[Start of Attachment]

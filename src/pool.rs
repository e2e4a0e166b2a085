//! Fixed-capacity widget pool and the registry that threads through it.
//!
//! All slots are created and linked once, at construction. Allocation and
//! release only flip the `allocated` flag, so the registry order never
//! changes: plain slots first, then autorepeat slots. Hit-testing walks the
//! same order, so among overlapping widgets the one in the earlier slot wins.

use std::fmt;

use log::{debug, error, warn};
use strum::{Display, IntoStaticStr};

use crate::autorepeat::AutorepeatTiming;
use crate::config::{PoolSettings, TactileError};
use crate::geometry::{Color, DisplaySize, Placement};
use crate::render::RenderSurface;
use crate::widget::{Callback, Widget, WidgetSpec};

/// Compiled upper bound for plain widget slots.
pub const MAX_PLAIN_WIDGETS: usize = 48;
/// Compiled upper bound for autorepeat widget slots.
pub const MAX_AUTOREPEAT_WIDGETS: usize = 16;
pub const MAX_WIDGETS: usize = MAX_PLAIN_WIDGETS + MAX_AUTOREPEAT_WIDGETS;

/// Index of a slot in the pool.
#[derive(Debug, Clone, Copy, PartialEq, Eq, Hash, PartialOrd, Ord)]
pub struct WidgetId(pub u16);

impl fmt::Display for WidgetId {
    fn fmt(&self, f: &mut fmt::Formatter<'_>) -> fmt::Result {
        write!(f, "#{}", self.0)
    }
}

#[derive(Debug, Clone, Copy, PartialEq, Eq, Hash, Display, IntoStaticStr)]
pub enum WidgetKind {
    #[strum(serialize = "plain")]
    Plain,
    #[strum(serialize = "autorepeat")]
    Autorepeat,
}

/// Occupancy snapshot for diagnostics.
#[derive(Debug, Clone, Copy, PartialEq, Eq)]
pub struct PoolStats {
    pub total: usize,
    pub free: usize,
    pub min_free: usize,
    pub active: usize,
    pub overflows: u32,
}

pub struct WidgetPool<C> {
    slots: heapless::Vec<Widget<C>, MAX_WIDGETS>,
    head: Option<WidgetId>,
    plain_capacity: usize,
    autorepeat_capacity: usize,
    free: usize,
    min_free: usize,
    overflows: u32,
    default_timing: AutorepeatTiming,
}

impl<C> WidgetPool<C> {
    /// Create and link all slots. Capacities above the compiled maximum are
    /// cut down to it.
    pub fn new(settings: &PoolSettings, default_timing: AutorepeatTiming) -> Self {
        let plain_capacity = settings.plain_widgets.min(MAX_PLAIN_WIDGETS);
        let autorepeat_capacity = settings.autorepeat_widgets.min(MAX_AUTOREPEAT_WIDGETS);
        let total = plain_capacity + autorepeat_capacity;

        let mut slots = heapless::Vec::new();
        for index in 0..total {
            let kind = if index < plain_capacity {
                WidgetKind::Plain
            } else {
                WidgetKind::Autorepeat
            };
            let mut widget = Widget::empty(kind);
            widget.next = (index + 1 < total).then(|| WidgetId((index + 1) as u16));
            // total <= MAX_WIDGETS, so this never fails
            let _ = slots.push(widget);
        }

        debug!("Widget pool: {plain_capacity} plain + {autorepeat_capacity} autorepeat slots");

        Self {
            slots,
            head: (total > 0).then_some(WidgetId(0)),
            plain_capacity,
            autorepeat_capacity,
            free: total,
            min_free: total,
            overflows: 0,
            default_timing,
        }
    }

    pub fn capacity(&self) -> usize {
        self.slots.len()
    }

    pub fn capacity_of(&self, kind: WidgetKind) -> usize {
        match kind {
            WidgetKind::Plain => self.plain_capacity,
            WidgetKind::Autorepeat => self.autorepeat_capacity,
        }
    }

    pub fn free_count(&self) -> usize {
        self.free
    }

    /// Lowest free count ever observed.
    pub fn min_free(&self) -> usize {
        self.min_free
    }

    pub fn head(&self) -> Option<WidgetId> {
        self.head
    }

    pub fn default_timing(&self) -> AutorepeatTiming {
        self.default_timing
    }

    /// Claim the first free slot of `kind` in registry order.
    pub fn allocate(&mut self, kind: WidgetKind) -> Result<WidgetId, TactileError> {
        let found = self
            .iter()
            .find(|(_, w)| w.kind == kind && !w.allocated)
            .map(|(id, _)| id);

        let Some(id) = found else {
            self.overflows = self.overflows.saturating_add(1);
            let capacity = self.capacity_of(kind);
            error!("Widget pool exhausted: no free {kind} slot (capacity {capacity})");
            return Err(TactileError::PoolExhausted { kind, capacity });
        };

        let widget = &mut self.slots[usize::from(id.0)];
        widget.clear();
        widget.allocated = true;
        self.free -= 1;
        self.min_free = self.min_free.min(self.free);
        debug!("Allocated {kind} widget {id}, {} free", self.free);
        Ok(id)
    }

    /// Like [`allocate`](Self::allocate), but on exhaustion hands out the
    /// first allocated slot of the same kind instead of failing. Every
    /// caller that hits this shares that widget, so its state is undefined;
    /// the overflow is still counted and logged. Fails only when the kind
    /// has no slots at all.
    pub fn allocate_or_shared(&mut self, kind: WidgetKind) -> Result<WidgetId, TactileError> {
        let err = match self.allocate(kind) {
            Ok(id) => return Ok(id),
            Err(e) => e,
        };
        let shared = self
            .iter()
            .find(|(_, w)| w.kind == kind && w.allocated)
            .map(|(id, _)| id)
            .ok_or(err)?;
        warn!("Returning shared {kind} widget {shared} after pool overflow");
        Ok(shared)
    }

    /// Give a slot back. Releasing a slot that is not allocated is
    /// rejected and leaves the counters untouched.
    pub fn release(&mut self, id: WidgetId) -> Result<(), TactileError> {
        let widget = self.slot_mut(id)?;
        if !widget.allocated {
            warn!("Release of widget {id} that is not allocated");
            return Err(TactileError::NotAllocated(id));
        }
        widget.clear();
        self.free += 1;
        debug_assert!(self.free <= self.capacity());
        debug!("Released widget {id}, {} free", self.free);
        Ok(())
    }

    pub fn get(&self, id: WidgetId) -> Option<&Widget<C>> {
        self.slots.get(usize::from(id.0))
    }

    fn slot_mut(&mut self, id: WidgetId) -> Result<&mut Widget<C>, TactileError> {
        self.slots
            .get_mut(usize::from(id.0))
            .ok_or(TactileError::UnknownWidget(id))
    }

    fn allocated_mut(&mut self, id: WidgetId) -> Result<&mut Widget<C>, TactileError> {
        let widget = self.slot_mut(id)?;
        if !widget.allocated {
            return Err(TactileError::NotAllocated(id));
        }
        Ok(widget)
    }

    /// Walk the registry from its head.
    pub fn iter(&self) -> RegistryIter<'_, C> {
        RegistryIter {
            pool: self,
            cursor: self.head,
        }
    }

    /// Visit every widget that is both allocated and active.
    pub fn for_each_active(&self, mut visitor: impl FnMut(WidgetId, &Widget<C>)) {
        for (id, widget) in self.iter().filter(|(_, w)| w.allocated && w.active) {
            visitor(id, widget);
        }
    }

    pub fn activate_all(&mut self) {
        for widget in self.slots.iter_mut().filter(|w| w.allocated) {
            widget.active = true;
        }
    }

    pub fn deactivate_all(&mut self) {
        for widget in self.slots.iter_mut() {
            widget.active = false;
        }
    }

    pub fn active_count(&self) -> usize {
        self.iter().filter(|(_, w)| w.allocated && w.active).count()
    }

    pub fn stats(&self) -> PoolStats {
        PoolStats {
            total: self.capacity(),
            free: self.iter().filter(|(_, w)| !w.allocated).count(),
            min_free: self.min_free,
            active: self.active_count(),
            overflows: self.overflows,
        }
    }

    // -- Configuration --------------------------------------------

    /// Set geometry, caption, value and callback of an allocated widget and
    /// activate it. Geometry that leaves the display is clamped and reported
    /// as [`Placement::Clamped`].
    pub fn configure(
        &mut self,
        id: WidgetId,
        spec: &WidgetSpec<'_, C>,
        display: DisplaySize,
    ) -> Result<Placement, TactileError> {
        let timing = self.default_timing;
        let widget = self.allocated_mut(id)?;
        let placement = widget.configure(spec, timing, display);
        if placement == Placement::Clamped {
            warn!("Widget {id} clamped to {:?} caption '{}'", widget.rect, widget.caption);
        }
        Ok(placement)
    }

    pub fn set_autorepeat_timing(
        &mut self,
        id: WidgetId,
        timing: AutorepeatTiming,
    ) -> Result<(), TactileError> {
        let widget = self.allocated_mut(id)?;
        let wrapped = match widget.callback {
            Some(Callback::Autorepeat { wrapped, .. }) => wrapped,
            _ if widget.kind != WidgetKind::Autorepeat => {
                return Err(TactileError::WrongKind {
                    id,
                    expected: WidgetKind::Autorepeat,
                    actual: widget.kind,
                });
            }
            _ => return Err(TactileError::NoCallback(id)),
        };
        widget.callback = Some(Callback::Autorepeat {
            wrapped,
            timing: AutorepeatTiming {
                first_count: timing.first_count.max(1),
                ..timing
            },
        });
        Ok(())
    }

    pub fn set_active(&mut self, id: WidgetId, active: bool) -> Result<(), TactileError> {
        self.allocated_mut(id)?.active = active;
        Ok(())
    }

    pub fn set_value(&mut self, id: WidgetId, value: i16) -> Result<(), TactileError> {
        self.allocated_mut(id)?.value = value;
        Ok(())
    }

    pub fn set_caption(
        &mut self,
        id: WidgetId,
        caption: &str,
        size: u8,
    ) -> Result<Placement, TactileError> {
        Ok(self.allocated_mut(id)?.set_caption_clamped(caption, size))
    }

    pub fn draw(&self, id: WidgetId, surface: &mut impl RenderSurface) -> Result<(), TactileError> {
        let widget = self.get(id).ok_or(TactileError::UnknownWidget(id))?;
        if !widget.allocated {
            return Err(TactileError::NotAllocated(id));
        }
        widget.draw(surface);
        Ok(())
    }

    /// Clear the widget's area with `background` and deactivate it.
    pub fn remove(
        &mut self,
        id: WidgetId,
        surface: &mut impl RenderSurface,
        background: Color,
    ) -> Result<(), TactileError> {
        let widget = self.allocated_mut(id)?;
        let r = widget.rect;
        surface.fill_rect(r.x, r.y, r.right() as i16, r.bottom() as i16, background);
        widget.active = false;
        Ok(())
    }
}

/// Iterator over the registry in link order.
pub struct RegistryIter<'a, C> {
    pool: &'a WidgetPool<C>,
    cursor: Option<WidgetId>,
}

impl<'a, C> Iterator for RegistryIter<'a, C> {
    type Item = (WidgetId, &'a Widget<C>);

    fn next(&mut self) -> Option<Self::Item> {
        let id = self.cursor?;
        let widget = self.pool.get(id)?;
        self.cursor = widget.next;
        Some((id, widget))
    }
}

[End of Attachment]

EXERCISE DETAILS —
Return, from the material above, every line with the word "that".

SOLUTION TO THE PROBLEM —
//! Fixed-capacity widget pool and the registry that threads through it.
    /// caller that hits this shares that widget, so its state is undefined;
    /// Give a slot back. Releasing a slot that is not allocated is
            warn!("Release of widget {id} that is not allocated");
    /// Visit every widget that is both allocated and active.
    /// activate it. Geometry that leaves the display is clamped and reported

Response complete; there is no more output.